Friday, February 16, 2007

jellyfish

last december, my old boyfriend and i went to chicago to see better than ezra at the house of blues. it was a good time, even though on the way there, i started to get sick as hell, and it only got worse. we stayed at a beautiful bed and breakfast in wicker park, and fell in love with the city.

we planned to leave sunday night, and our last stop sunday was the famous shedd aquarium. it was beautiful, but one single thing stuck in my mind.

the jellyfish.

they were in a tank on the end, and they were the most beautiful things i had ever seen. their transparency; the way they moved; the way they were colorful, yet colorless; the strange and eerie shape of their bodies suspended in water; their different sizes, some huge, some no larger than the head of a pin...i was transfixed, literally frozen, and i had to be pulled away to other people could finally enjoy the jellyfish.

i walked away amazed, and said, "you know, they are only so beautiful in that water. they are in their element. if you walked on the beach and saw a jellyfish on the sand, you'd gag. it would be one of the ugliest things you ever saw."

i tried and tried to get him to understand exactly how important this was, what exactly it meant, but in the medication and sickness brain fog, i was weak and tired, and figured i could just wait and explain it later.

later never really came.

last night, i couldn't sleep because of those jellyfish. they haunted me.
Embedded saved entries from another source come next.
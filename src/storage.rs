use crate::engine::{EngineError, IndexInfo};
use serde::{Deserialize, Serialize};
use std::fs::{File, OpenOptions};
use std::io::{BufReader, BufWriter, Write};
use std::path::{Path, PathBuf};

pub const MAGIC: [u8; 4] = *b"ASP0";
pub const VERSION: u8 = 1;
pub const INDEX_FILE: &str = "index.vdb";

#[derive(Serialize, Deserialize)]
pub struct Header {
    pub magic: [u8; 4],
    pub version: u8,
    pub info: IndexInfo,
}

#[derive(Clone, Serialize, Deserialize)]
pub struct StoredEntry {
    pub id: Vec<u8>,
    pub vector: Vec<f64>,
}

/// Index file inside an index directory: a header followed by appended entries.
pub struct Storage {
    path: PathBuf,
}

impl Storage {
    pub fn index_path<P: AsRef<Path>>(dir: P) -> PathBuf {
        dir.as_ref().join(INDEX_FILE)
    }

    pub fn create<P: AsRef<Path>>(dir: P, info: &IndexInfo) -> Result<Self, EngineError> {
        let dir = dir.as_ref();
        if !dir.is_dir() {
            return Err(EngineError::NotFound(dir.to_path_buf()));
        }
        let path = Self::index_path(dir);
        let header = Header {
            magic: MAGIC,
            version: VERSION,
            info: info.clone(),
        };
        // never overwrite an existing index
        let file = OpenOptions::new().write(true).create_new(true).open(&path)?;
        let mut writer = BufWriter::new(file);
        bincode::serialize_into(&mut writer, &header)?;
        writer.flush()?;
        Ok(Self { path })
    }

    pub fn open<P: AsRef<Path>>(dir: P) -> Result<(Self, Header, Vec<StoredEntry>), EngineError> {
        let path = Self::index_path(dir);
        if !path.is_file() {
            return Err(EngineError::NotFound(path));
        }
        let file = File::open(&path)?;
        let mut reader = BufReader::new(file);
        let header: Header = bincode::deserialize_from(&mut reader)
            .map_err(|e| EngineError::SchemaMismatch(format!("unreadable header: {e}")))?;
        if header.magic != MAGIC {
            return Err(EngineError::SchemaMismatch("invalid magic".into()));
        }
        if header.version != VERSION {
            return Err(EngineError::SchemaMismatch(format!(
                "unsupported version {}",
                header.version
            )));
        }
        let mut entries = Vec::new();
        loop {
            match bincode::deserialize_from::<_, StoredEntry>(&mut reader) {
                Ok(e) => entries.push(e),
                Err(e) => {
                    if let bincode::ErrorKind::Io(ref io_err) = *e {
                        if io_err.kind() == std::io::ErrorKind::UnexpectedEof {
                            break;
                        }
                    }
                    return Err(e.into());
                }
            }
        }
        Ok((Self { path }, header, entries))
    }

    pub fn append_entries(&self, entries: &[StoredEntry]) -> Result<(), EngineError> {
        let file = OpenOptions::new().append(true).open(&self.path)?;
        let mut writer = BufWriter::new(file);
        for entry in entries {
            bincode::serialize_into(&mut writer, entry)?;
        }
        writer.flush()?;
        writer.get_ref().sync_data()?;
        Ok(())
    }

    pub fn path(&self) -> &Path {
        &self.path
    }
}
last night, i was a jellyfish. maybe i have changed a little, but lauren snapped a photo of me, and i was so surprised that i didn't look anything like i thought i would.
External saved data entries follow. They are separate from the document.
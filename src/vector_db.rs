use hnsw::Searcher;
use ordered_float::OrderedFloat;
use parking_lot::RwLock;
use rayon::prelude::*;
use std::collections::HashMap;
use std::path::Path;
use tracing::{debug, info, warn};

use crate::engine::{EngineError, IndexEngine, IndexInfo};
use crate::metrics::{from_sortable, Index};
use crate::params::Params;
use crate::storage::{Storage, StoredEntry};
use crate::vector_stream::{Samples, VectorRecord, VectorStream};

#[derive(Clone)]
struct Entry {
    id: Vec<u8>,
    deleted: bool,
}

struct State<const M: usize, const M0: usize> {
    index: Index<M, M0>,
    searcher: Searcher<u64>,
    entries: Vec<Entry>,
    /// Live id -> slot in `entries` and the graph.
    ids: HashMap<Vec<u8>, usize>,
    /// Trained but not yet saved.
    pending: Vec<StoredEntry>,
}

impl<const M: usize, const M0: usize> State<M, M0> {
    fn apply(&mut self, entry: StoredEntry) {
        // a re-trained id replaces the old vector
        if let Some(slot) = self.ids.remove(&entry.id) {
            self.entries[slot].deleted = true;
        }
        let slot = self.entries.len();
        self.index.insert(entry.vector, &mut self.searcher);
        self.entries.push(Entry {
            id: entry.id.clone(),
            deleted: false,
        });
        self.ids.insert(entry.id, slot);
    }
}

/// Disk-backed HNSW index implementing [`IndexEngine`].
pub struct VectorDB<const M: usize = 12, const M0: usize = 24> {
    storage: Storage,
    info: IndexInfo,
    params: Params,
    state: RwLock<State<M, M0>>,
}

impl<const M: usize, const M0: usize> VectorDB<M, M0> {
    /// Creates a new index in `dir`, which must already exist.
    pub fn create<P: AsRef<Path>>(dir: P, info: IndexInfo) -> Result<Self, EngineError> {
        Self::create_with_params(dir, info, Params::default())
    }

    pub fn create_with_params<P: AsRef<Path>>(
        dir: P,
        mut info: IndexInfo,
        params: Params,
    ) -> Result<Self, EngineError> {
        let schema_dims = info.schema.total_dims();
        if info.num_dims == 0 {
            info.num_dims = u32::try_from(schema_dims)
                .map_err(|_| EngineError::SchemaMismatch(format!("schema declares {schema_dims} dims")))?;
        } else if !info.schema.is_empty() && schema_dims != u64::from(info.num_dims) {
            return Err(EngineError::SchemaMismatch(format!(
                "schema declares {} dims, index has {}",
                schema_dims, info.num_dims
            )));
        }
        let storage = Storage::create(&dir, &info)?;
        info!(
            path = %storage.path().display(),
            id_size = info.id_size,
            num_dims = info.num_dims,
            aspects = info.schema.len(),
            "created index"
        );
        Ok(Self::new_empty(storage, info, params))
    }

    /// Opens the index stored in `dir`.
    pub fn open<P: AsRef<Path>>(dir: P) -> Result<Self, EngineError> {
        Self::open_with_params(dir, Params::default())
    }

    pub fn open_with_params<P: AsRef<Path>>(dir: P, params: Params) -> Result<Self, EngineError> {
        let (storage, header, stored_entries) = Storage::open(&dir)?;
        let db = Self::new_empty(storage, header.info, params);
        {
            let mut state = db.state.write();
            for entry in stored_entries {
                if entry.id.len() != db.info.id_size as usize
                    || entry.vector.len() != db.info.num_dims as usize
                {
                    return Err(EngineError::SchemaMismatch(format!(
                        "stored entry has a {}-byte id and {} dims",
                        entry.id.len(),
                        entry.vector.len()
                    )));
                }
                state.apply(entry);
            }
            info!(
                path = %db.storage.path().display(),
                vectors = state.ids.len(),
                "opened index"
            );
        }
        Ok(db)
    }

    fn new_empty(storage: Storage, info: IndexInfo, params: Params) -> Self {
        Self {
            storage,
            params,
            state: RwLock::new(State {
                index: Index::new_params(info.distance_type, params.ef_construction),
                searcher: Searcher::default(),
                entries: Vec::new(),
                ids: HashMap::new(),
                pending: Vec::new(),
            }),
            info,
        }
    }

    /// Number of live vectors.
    pub fn len(&self) -> usize {
        self.state.read().ids.len()
    }

    pub fn is_empty(&self) -> bool {
        self.len() == 0
    }

    /// Vectors trained since the last save.
    pub fn pending(&self) -> usize {
        self.state.read().pending.len()
    }

    fn search_one(&self, state: &State<M, M0>, query: Vec<f64>, k: usize) -> VectorStream {
        let real_k = k.min(state.ids.len());
        let replaced = state.entries.len() - state.ids.len();
        let mut neighbors = vec![
            space::Neighbor {
                index: !0,
                distance: 0
            };
            state.entries.len()
        ];
        let mut searcher = Searcher::default();
        let ef = self.params.ef_search.max(real_k * 2).max(real_k + replaced);
        let found = state.index.nearest(&query, ef, &mut searcher, &mut neighbors);
        let mut results: Vec<(usize, f64)> = found
            .iter()
            .filter(|n| !state.entries[n.index].deleted)
            .map(|n| (n.index, from_sortable(n.distance)))
            .collect();
        results.sort_by_key(|(_, d)| OrderedFloat(*d));
        results.truncate(real_k);

        let mut stream = VectorStream::new(self.info.id_size, 1, self.info.data_type);
        stream.records = results
            .into_iter()
            .map(|(slot, d)| VectorRecord {
                id: state.entries[slot].id.clone(),
                dims: Samples::from_f64(self.info.data_type, &[d]),
            })
            .collect();
        stream
    }

    fn check_dims(&self, stream: &VectorStream) -> Result<(), EngineError> {
        if stream.num_dims != self.info.num_dims {
            return Err(EngineError::DimensionMismatch {
                field: "numDims",
                expected: self.info.num_dims,
                actual: stream.num_dims,
            });
        }
        Ok(())
    }
}

impl<const M: usize, const M0: usize> IndexEngine for VectorDB<M, M0> {
    fn info(&self) -> IndexInfo {
        self.info.clone()
    }

    fn train(&self, vectors: VectorStream) -> Result<(), EngineError> {
        if vectors.id_size != self.info.id_size {
            return Err(EngineError::DimensionMismatch {
                field: "idSize",
                expected: self.info.id_size,
                actual: vectors.id_size,
            });
        }
        self.check_dims(&vectors)?;

        let count = vectors.len();
        let mut state = self.state.write();
        for record in vectors.records {
            let entry = StoredEntry {
                id: record.id,
                vector: record.dims.to_f64(),
            };
            state.pending.push(entry.clone());
            state.apply(entry);
        }
        debug!(count, live = state.ids.len(), "trained vectors");
        Ok(())
    }

    fn search(&self, queries: &VectorStream, k: u32) -> Result<Vec<VectorStream>, EngineError> {
        self.check_dims(queries)?;
        let state = self.state.read();
        if state.ids.is_empty() {
            return Err(EngineError::NotTrained);
        }
        let state = &*state;
        let results = queries
            .records
            .par_iter()
            .map(|q| self.search_one(state, q.dims.to_f64(), k as usize))
            .collect();
        Ok(results)
    }

    fn save(&self) -> Result<(), EngineError> {
        let mut state = self.state.write();
        if state.pending.is_empty() {
            return Ok(());
        }
        self.storage.append_entries(&state.pending)?;
        info!(count = state.pending.len(), "saved vectors");
        state.pending.clear();
        Ok(())
    }

    fn close(&self) {
        let pending = self.pending();
        if pending > 0 {
            warn!(pending, "closing index with unsaved vectors");
        }
    }
}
last november, there was an entire night's worth of photos taken of me that can only be described as "jellyfish on the beach."

this is starting to sound superficial, and that isn't the point. i need to wrap it up.

i wish more than anything that i could have felt so happy before. i really do. i don't know why i didn't, or what was different, or why i wasn't "in my element," or why i felt like that jellyfish on the beach. i just did. it still upsets me, and it will for a long time. and i'm sorry.

2 comments:

Anonymous said...

I love how you describe the jellyfishes, puts a great picture in my brain.

Anonymous said...

I've never dreamt about jellyfish but one time I had a dream that I was walking through a classroom building when I caught a glimpse of a friend I hadn't talked to in a while in one of the classrooms. I decided to text message her to say hi and then went on my way. About an hour later (still in the dream) she called me and yelled at me because the text message I left made her cell phone ring in the middle of a test she was taking in her class, which was very surprising news to me and I felt sorry for embarrssing her.
(end dream)

Now, i tried to explain to several people why this dream is so amazing to me, and they really didn't seem to understand. It is amazing because when I decided to leave the text message I figured that she would either have her phone turned off or on vibrate. If I would have thought that her phone would ring i wouldn't have texted her right then. However, her phone was not on vibrate, it actually rang out loud in the classroom, which wouldn't be anything amazing had this whole scenario played out in real life, but the fact that it was created in my head makes it very interesting to me. At the same time I'm assuming the phone is on vibrate I'm also creating the scenario to turn out that it isn't on vibrate, and on top of that I'm SURPRISED by it!!. How can you be surprised by a story you're making up!!!??! Dreams are pretty crazy, and can be very intricate, it is pretty cool.

I'll probably dream about jellyfish tonight. Awesome story!